The FDIC policy statement last month did address the future treatment of puttable tax-exempt unit investment trusts relying on pledged collateral. Consequently, Standard & Poor's affirmed the ratings on 13 unit trusts, with all but one rated AAA.
Ms. Rose said the statement clearly committed the conservator to the UIT's responsibilities.
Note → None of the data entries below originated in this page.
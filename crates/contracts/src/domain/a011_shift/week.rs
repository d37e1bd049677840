use super::aggregate::{ShiftEntry, ShiftMap, ShiftTemplate};
use crate::domain::a002_staff::aggregate::Staff;
use crate::shared::storage::load_map_or_seed;
use crate::shared::{EntityId, KeyValueStore, StorageKey, StoreResult};
use chrono::{Datelike, Duration, NaiveDate};

pub const EMPTY_CELL: &str = "—";

/// Monday of the week containing `date`.
pub fn week_start(date: NaiveDate) -> NaiveDate {
    date - Duration::days(i64::from(date.weekday().num_days_from_monday()))
}

pub fn week_days(start: NaiveDate) -> Vec<NaiveDate> {
    (0..7).map(|n| start + Duration::days(n)).collect()
}

pub fn prev_week(start: NaiveDate) -> NaiveDate {
    start - Duration::days(7)
}

pub fn next_week(start: NaiveDate) -> NaiveDate {
    start + Duration::days(7)
}

/// "Aug 4 - Aug 10"
pub fn week_label(start: NaiveDate) -> String {
    let end = start + Duration::days(6);
    format!("{} - {}", start.format("%b %-d"), end.format("%b %-d"))
}

/// Column header "Mon 4"
pub fn day_header(date: NaiveDate) -> String {
    date.format("%a %-d").to_string()
}

/// Filter of the schedule grid.
#[derive(Debug, Clone, PartialEq, Default)]
pub struct ScheduleFilter {
    /// `None` means all teams
    pub team: Option<String>,
    pub query: String,
}

impl ScheduleFilter {
    pub fn apply<'a>(&self, staff: &'a [Staff]) -> Vec<&'a Staff> {
        let query = self.query.trim().to_lowercase();
        staff
            .iter()
            .filter(|s| match &self.team {
                Some(team) => s.team.as_deref().unwrap_or("") == team,
                None => true,
            })
            .filter(|s| s.name.to_lowercase().contains(&query))
            .collect()
    }
}

/// Distinct non-empty teams, sorted.
pub fn teams(staff: &[Staff]) -> Vec<String> {
    let mut teams: Vec<String> = staff
        .iter()
        .filter_map(|s| s.team.clone())
        .filter(|t| !t.is_empty())
        .collect();
    teams.sort();
    teams.dedup();
    teams
}

/// Shifts of one staff member on one day, `—` when none.
pub fn cell_text(shifts: &ShiftMap, staff_id: EntityId, date: NaiveDate) -> String {
    let key = date.format("%Y-%m-%d").to_string();
    let labels: Vec<String> = shifts
        .get(&staff_id)
        .map(|entries| entries.iter().filter(|e| e.date_iso == key).map(ShiftEntry::label).collect())
        .unwrap_or_default();
    if labels.is_empty() {
        EMPTY_CELL.to_string()
    } else {
        labels.join(", ")
    }
}

/// Put a template's shift on a day, replacing what the staff member had
/// on that day.
pub fn assign_shift(shifts: &mut ShiftMap, staff_id: EntityId, date: NaiveDate, template: &ShiftTemplate) {
    let entry = ShiftEntry::from_template(date, template);
    let entries = shifts.entry(staff_id).or_default();
    entries.retain(|e| e.date_iso != entry.date_iso);
    entries.push(entry);
    entries.sort_by(|a, b| a.date_iso.cmp(&b.date_iso));
}

pub fn clear_shift(shifts: &mut ShiftMap, staff_id: EntityId, date: NaiveDate) {
    let key = date.format("%Y-%m-%d").to_string();
    if let Some(entries) = shifts.get_mut(&staff_id) {
        entries.retain(|e| e.date_iso != key);
    }
}

/// Sample shifts placed in the week of `today`.
pub fn seed_shifts(today: NaiveDate) -> ShiftMap {
    let ws = week_start(today);
    let day = |n: i64| ws + Duration::days(n);
    let mut map = ShiftMap::new();
    map.insert(
        EntityId(1),
        vec![ShiftEntry::new(day(0), "09:00", "17:00"), ShiftEntry::new(day(2), "12:00", "20:00")],
    );
    map.insert(
        EntityId(2),
        vec![ShiftEntry::new(day(1), "08:00", "16:00"), ShiftEntry::new(day(3), "10:00", "18:00")],
    );
    map.insert(EntityId(3), vec![ShiftEntry::new(day(4), "09:00", "17:00")]);
    map.insert(
        EntityId(4),
        vec![ShiftEntry::new(day(0), "07:00", "15:00"), ShiftEntry::new(day(6), "11:00", "19:00")],
    );
    map
}

pub fn load_shifts(store: &dyn KeyValueStore, today: NaiveDate) -> StoreResult<ShiftMap> {
    load_map_or_seed(store, StorageKey::Shifts, || seed_shifts(today))
}

#[cfg(test)]
mod tests {
    use super::*;
    use crate::domain::common::AggregateRoot;

    fn date(s: &str) -> NaiveDate {
        NaiveDate::parse_from_str(s, "%Y-%m-%d").unwrap()
    }

    #[test]
    fn test_week_starts_monday() {
        assert_eq!(week_start(date("2025-08-10")), date("2025-08-04"));
        assert_eq!(week_start(date("2025-08-04")), date("2025-08-04"));
        assert_eq!(week_start(date("2025-08-06")), date("2025-08-04"));
        assert_eq!(next_week(date("2025-08-04")), date("2025-08-11"));
        assert_eq!(prev_week(date("2025-08-04")), date("2025-07-28"));
        assert_eq!(week_label(date("2025-08-04")), "Aug 4 - Aug 10");
        assert_eq!(week_days(date("2025-08-04")).len(), 7);
    }

    #[test]
    fn test_cells() {
        let shifts = seed_shifts(date("2025-08-06"));
        assert_eq!(cell_text(&shifts, EntityId(1), date("2025-08-04")), "09:00 - 17:00");
        assert_eq!(cell_text(&shifts, EntityId(1), date("2025-08-05")), EMPTY_CELL);
        assert_eq!(cell_text(&shifts, EntityId(42), date("2025-08-05")), EMPTY_CELL);
    }

    #[test]
    fn test_assign_replaces_same_day() {
        let mut shifts = seed_shifts(date("2025-08-06"));
        let night = ShiftTemplate::seed().remove(3);
        assign_shift(&mut shifts, EntityId(1), date("2025-08-04"), &night);
        assert_eq!(cell_text(&shifts, EntityId(1), date("2025-08-04")), "23:00 - 07:00");
        assert_eq!(shifts[&EntityId(1)].len(), 2);
        clear_shift(&mut shifts, EntityId(1), date("2025-08-04"));
        assert_eq!(cell_text(&shifts, EntityId(1), date("2025-08-04")), EMPTY_CELL);
    }

    #[test]
    fn test_team_and_name_filter() {
        let staff = Staff::seed();
        assert_eq!(teams(&staff), vec!["Team A", "Team B", "Team C"]);
        let filter = ScheduleFilter {
            team: Some("Team A".into()),
            query: "mike".into(),
        };
        let hits = filter.apply(&staff);
        assert_eq!(hits.len(), 1);
        assert_eq!(hits[0].name, "Mike Johnson");
    }
}
use crate::shared::components::{ErrorBanner, PageHeader, PaginationControls, ToneBadge};
use crate::shared::config::use_config;
use crate::shared::data::{load_list, load_list_with, save_list, Banner};
use crate::shared::date_utils::{format_datetime, now, today};
use crate::shared::icons::icon;
use crate::shared::page_frame::PageFrame;
use crate::system::auth::use_auth;
use contracts::domain::a001_task::samples::sample_tasks;
use contracts::domain::a001_task::Task;
use contracts::domain::a002_staff::Staff;
use contracts::domain::a012_message::aggregate::{
    count_label, filter_messages, mark_all_read, mark_read, sample_messages, time_ago, unread_count,
};
use contracts::domain::a012_message::{Message, MessageFilter};
use contracts::shared::pagination::paginate;
use contracts::shared::EntityId;
use leptos::prelude::*;
use thaw::*;

/// Inbox of the session role. The first visit builds sample messages from
/// the current tasks.
#[component]
#[allow(non_snake_case)]
pub fn MessageCenter() -> impl IntoView {
    let config = use_config();
    let page_size = config.message_page_size;
    let session = use_auth();
    let banner: Banner = RwSignal::new(None);

    let recipient = session
        .role_untracked()
        .map(|r| r.code().to_string())
        .unwrap_or_default();
    let (max_assigned, max_rejected) = (config.sample_assigned_messages, config.sample_rejected_messages);
    let messages = RwSignal::new(load_list_with::<Message>(banner, || {
        let tasks = load_list_with::<Task>(banner, || sample_tasks(today()));
        let staff = load_list::<Staff>(banner);
        sample_messages(&tasks, &staff, &recipient, now(), max_assigned, max_rejected)
    }));
    let filter = RwSignal::new(MessageFilter::default());
    let page = RwSignal::new(1usize);
    let expanded = RwSignal::new(None::<EntityId>);

    let visible = Memo::new(move |_| {
        let filtered = messages.with(|all| filter_messages(all, filter.get()));
        let total = filtered.len();
        let (rows, window) = paginate(&filtered, page.get(), page_size);
        (rows, window, total)
    });
    let unread = Memo::new(move |_| messages.with(|all| unread_count(all)));

    let update = move |change: &dyn Fn(&mut Vec<Message>) -> bool| {
        let mut next = messages.get_untracked();
        if change(&mut next) && save_list(banner, &next) {
            messages.set(next);
        }
    };

    let open = move |id: EntityId| {
        expanded.update(|e| *e = if *e == Some(id) { None } else { Some(id) });
        update(&|all| mark_read(all, id));
    };

    let read_all = move |_| {
        update(&|all| {
            let had_unread = unread_count(all) > 0;
            mark_all_read(all);
            had_unread
        });
    };

    view! {
        <PageFrame page_id="a012_message--center" category="list">
            <PageHeader
                title="Message Center".to_string()
                subtitle=Signal::derive(move || Some(format!("{} unread", unread.get())))
            >
                <Button
                    appearance=ButtonAppearance::Secondary
                    on_click=read_all
                    disabled=Signal::derive(move || unread.get() == 0)
                >
                    {icon("check")}
                    " Mark All as Read"
                </Button>
            </PageHeader>
            <ErrorBanner banner=banner />
            <div class="list-toolbar">
                <select
                    class="form__select"
                    prop:value=move || filter.get().code()
                    on:change=move |ev| {
                        filter.set(MessageFilter::from_code(&event_target_value(&ev)));
                        page.set(1);
                    }
                >
                    {MessageFilter::options().into_iter().map(|f| view! {
                        <option value=f.code()>{f.display_name()}</option>
                    }).collect_view()}
                </select>
                <span class="list-toolbar__count">{move || count_label(visible.get().2)}</span>
            </div>
            <div class="message-list">
                {move || {
                    let (rows, _, total) = visible.get();
                    if total == 0 {
                        return view! { <div class="empty-state">"No messages"</div> }.into_any();
                    }
                    let current = now();
                    rows.into_iter().map(|m| {
                        let id = m.id;
                        let content = m.content.clone();
                        let task_line = m.task_name.clone().map(|name| view! {
                            <div class="message-item__task">{format!("Task: {}", name)}</div>
                        });
                        view! {
                            <div
                                class="message-item"
                                class:message-item--unread={!m.is_read}
                                on:click=move |_| open(id)
                            >
                                <div class="message-item__header">
                                    <ToneBadge tone=m.kind.tone() text=m.kind.display_name() />
                                    <span class="message-item__title">{m.title.clone()}</span>
                                    <span class="message-item__time" title=format_datetime(&m.timestamp)>
                                        {time_ago(m.timestamp, current)}
                                    </span>
                                </div>
                                <Show when=move || expanded.get() == Some(id)>
                                    <div class="message-item__body">{content.clone()}</div>
                                </Show>
                                {task_line}
                                <div class="message-item__meta">{format!("From: {}", m.sender)}</div>
                            </div>
                        }
                    }).collect_view().into_any()
                }}
            </div>
            <PaginationControls
                window=Signal::derive(move || visible.get().1)
                on_page_change=Callback::new(move |p| page.set(p))
            />
        </PageFrame>
    }
}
For UIT deals sold prior to the closing of FSLIC, FDIC would, "within 180 days of the insolvency, decide whether to accelerate the put option -- paying off the shares in full -- or keep the trusts fully collateralized," she said. "There's acceleration risk for bondholders, but a least they'll get paid in full."
Following are the issues put on CreditWatch:
* Albany, N.Y., revenue bonds Series 1985A, $3 million.
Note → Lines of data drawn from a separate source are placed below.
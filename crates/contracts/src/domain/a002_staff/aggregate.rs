use crate::domain::common::AggregateRoot;
use crate::shared::{EntityId, RecordStatus, StorageKey, ValidationError};
use crate::system::auth::SessionRole;
use serde::{Deserialize, Serialize};

#[derive(Debug, Clone, PartialEq, Serialize, Deserialize)]
#[serde(rename_all = "camelCase")]
pub struct Staff {
    pub id: EntityId,
    pub name: String,
    #[serde(default)]
    pub contract: String,
    pub role: SessionRole,
    #[serde(default)]
    pub status: RecordStatus,
    #[serde(default, skip_serializing_if = "Option::is_none")]
    pub team: Option<String>,
}

#[derive(Debug, Clone, PartialEq, Default, Serialize, Deserialize)]
pub struct StaffDto {
    pub id: Option<EntityId>,
    pub name: String,
    pub contract: String,
    pub role: Option<SessionRole>,
    pub status: RecordStatus,
    pub team: String,
}

impl From<&Staff> for StaffDto {
    fn from(s: &Staff) -> Self {
        Self {
            id: Some(s.id),
            name: s.name.clone(),
            contract: s.contract.clone(),
            role: Some(s.role),
            status: s.status,
            team: s.team.clone().unwrap_or_default(),
        }
    }
}

impl StaffDto {
    pub fn validate(&self) -> Result<SessionRole, ValidationError> {
        match self.role {
            Some(role) if !self.name.trim().is_empty() && !self.contract.trim().is_empty() => Ok(role),
            _ => Err(ValidationError::RequiredFields),
        }
    }
}

impl Staff {
    pub fn from_dto(id: EntityId, dto: &StaffDto) -> Result<Self, ValidationError> {
        let role = dto.validate()?;
        Ok(Self {
            id,
            name: dto.name.trim().to_string(),
            contract: dto.contract.trim().to_string(),
            role,
            status: dto.status,
            team: Some(dto.team.trim().to_string()).filter(|t| !t.is_empty()),
        })
    }

    pub fn update(&mut self, dto: &StaffDto) -> Result<(), ValidationError> {
        let updated = Self::from_dto(self.id, dto)?;
        *self = updated;
        Ok(())
    }

    pub fn is_active(&self) -> bool {
        self.status.is_active()
    }
}

impl AggregateRoot for Staff {
    type Id = EntityId;

    fn id(&self) -> Self::Id {
        self.id
    }

    fn description(&self) -> &str {
        &self.name
    }

    fn aggregate_index() -> &'static str {
        "a002"
    }

    fn collection_name() -> &'static str {
        "staff"
    }

    fn element_name() -> &'static str {
        "Staff Member"
    }

    fn list_name() -> &'static str {
        "Staff"
    }

    fn storage_key() -> StorageKey {
        StorageKey::Staff
    }

    fn seed() -> Vec<Self> {
        let row = |id: u64, name: &str, contract: &str, role: SessionRole, team: &str| Staff {
            id: EntityId(id),
            name: name.to_string(),
            contract: contract.to_string(),
            role,
            status: RecordStatus::Active,
            team: Some(team.to_string()),
        };
        vec![
            row(1, "John Smith", "CON001", SessionRole::Staff, "Team A"),
            row(2, "Jane Doe", "CON002", SessionRole::Staff, "Team B"),
            row(3, "Mike Johnson", "CON003", SessionRole::Staff, "Team A"),
            row(4, "Sarah Wilson", "CON004", SessionRole::Manager, "Team C"),
        ]
    }
}

/// Case-insensitive substring match on the name.
pub fn search_by_name<'a>(staff: &'a [Staff], query: &str) -> Vec<&'a Staff> {
    let query = query.trim().to_lowercase();
    staff
        .iter()
        .filter(|s| query.is_empty() || s.name.to_lowercase().contains(&query))
        .collect()
}

pub fn active_staff(staff: &[Staff]) -> Vec<Staff> {
    staff.iter().filter(|s| s.is_active()).cloned().collect()
}

pub fn name_of(staff: &[Staff], id: EntityId) -> Option<String> {
    staff.iter().find(|s| s.id == id).map(|s| s.name.clone())
}

#[cfg(test)]
mod tests {
    use super::*;

    #[test]
    fn test_requires_name_contract_role() {
        let mut dto = StaffDto {
            name: "Donna Ng".into(),
            contract: "CON003".into(),
            ..Default::default()
        };
        assert_eq!(Staff::from_dto(EntityId(5), &dto).unwrap_err(), ValidationError::RequiredFields);
        dto.role = Some(SessionRole::Staff);
        let staff = Staff::from_dto(EntityId(5), &dto).unwrap();
        assert_eq!(staff.team, None);
        dto.contract = "  ".into();
        assert!(Staff::from_dto(EntityId(5), &dto).is_err());
    }

    #[test]
    fn test_search_is_case_insensitive() {
        let staff = Staff::seed();
        let hits = search_by_name(&staff, "  jo ");
        let names: Vec<&str> = hits.iter().map(|s| s.name.as_str()).collect();
        assert_eq!(names, vec!["John Smith", "Mike Johnson"]);
        assert_eq!(search_by_name(&staff, "").len(), 4);
    }
}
* Albany Industrial Revenue Agency, industrial revenue bonds Series 1988A, $8.5 million.
* Amherst, N.Y., Industrial Development Agency, industrial revenue bonds Series 1986, $2.5 million.
* Amherst, N.Y., Industrial Development Agency, variable-rate industrial revenue bonds Series 1984, $7.85 million.
* Atlanta, Ga., Housing Authority, revenue bonds Series 1983A, $4.3 million
* Broome County, N.Y., Industrial Development Agency, industrial revenue bonds Series 1986, $1.07 million.
* Broome County, N.Y., Industrial Development Agency, industrial revenue bonds Series, $2.42 million.
* Broome County, N.Y., Industrial Development Agency, industrial revenue bonds Series 1986, $2.62 million.
* Burnsville, Minn., multifamily housing revenue bonds, Series 1989, $16.58 million.
* DeKalb County, Ga., Housing Authority, multifamily housing revenue bonds, Series 1984B, $10.2 million.
* Monroe County, N.Y., Industrial Development Agency, industrial revenue bonds, Series 1986B, $1 million.
* Monroe County, N.Y., Industrial Development Agency, 7 1/8% industrial revenue bonds, Series 1986 A and B, $7.5 million.
* New York State Housing Finance Agency, 7% multifamily housing revenue bonds, Series 1986A, $4.3 million.
* Oklahoma County, Okla., Home Financing Authority, multifamily housing revenue bonds, Series 1985, $5.9 million.
* Oswego County, N.Y., Industrial Development Agency, industrial revenue bonds, Series 1986A, $2.8 million.
* Portland, Me., 9% revenue obligation secured bonds Series 1983, $5.1 million.
* Telford, Pa., Industrial Development Authority, industrial revenue bonds, Series 1987A, $4 million.
* Vermont Education and Health Building Finance Agency, revenue bonds Series 1985A, $875,000.
* Vermont Industrial Development Authority, industrial revenue bonds, Series 1986A, $750,000.
* Vermont Industrial Development Authority, industrial revenue bonds, Series 1085A, $3.8 million.
* Vermont Industrial Development Authority, industrial revenue bonds, Series 1986A, $5 million.
* Williamsburg, Va., Industrial Development Authority, industrial revenue bonds, Series 1982B, $5 million.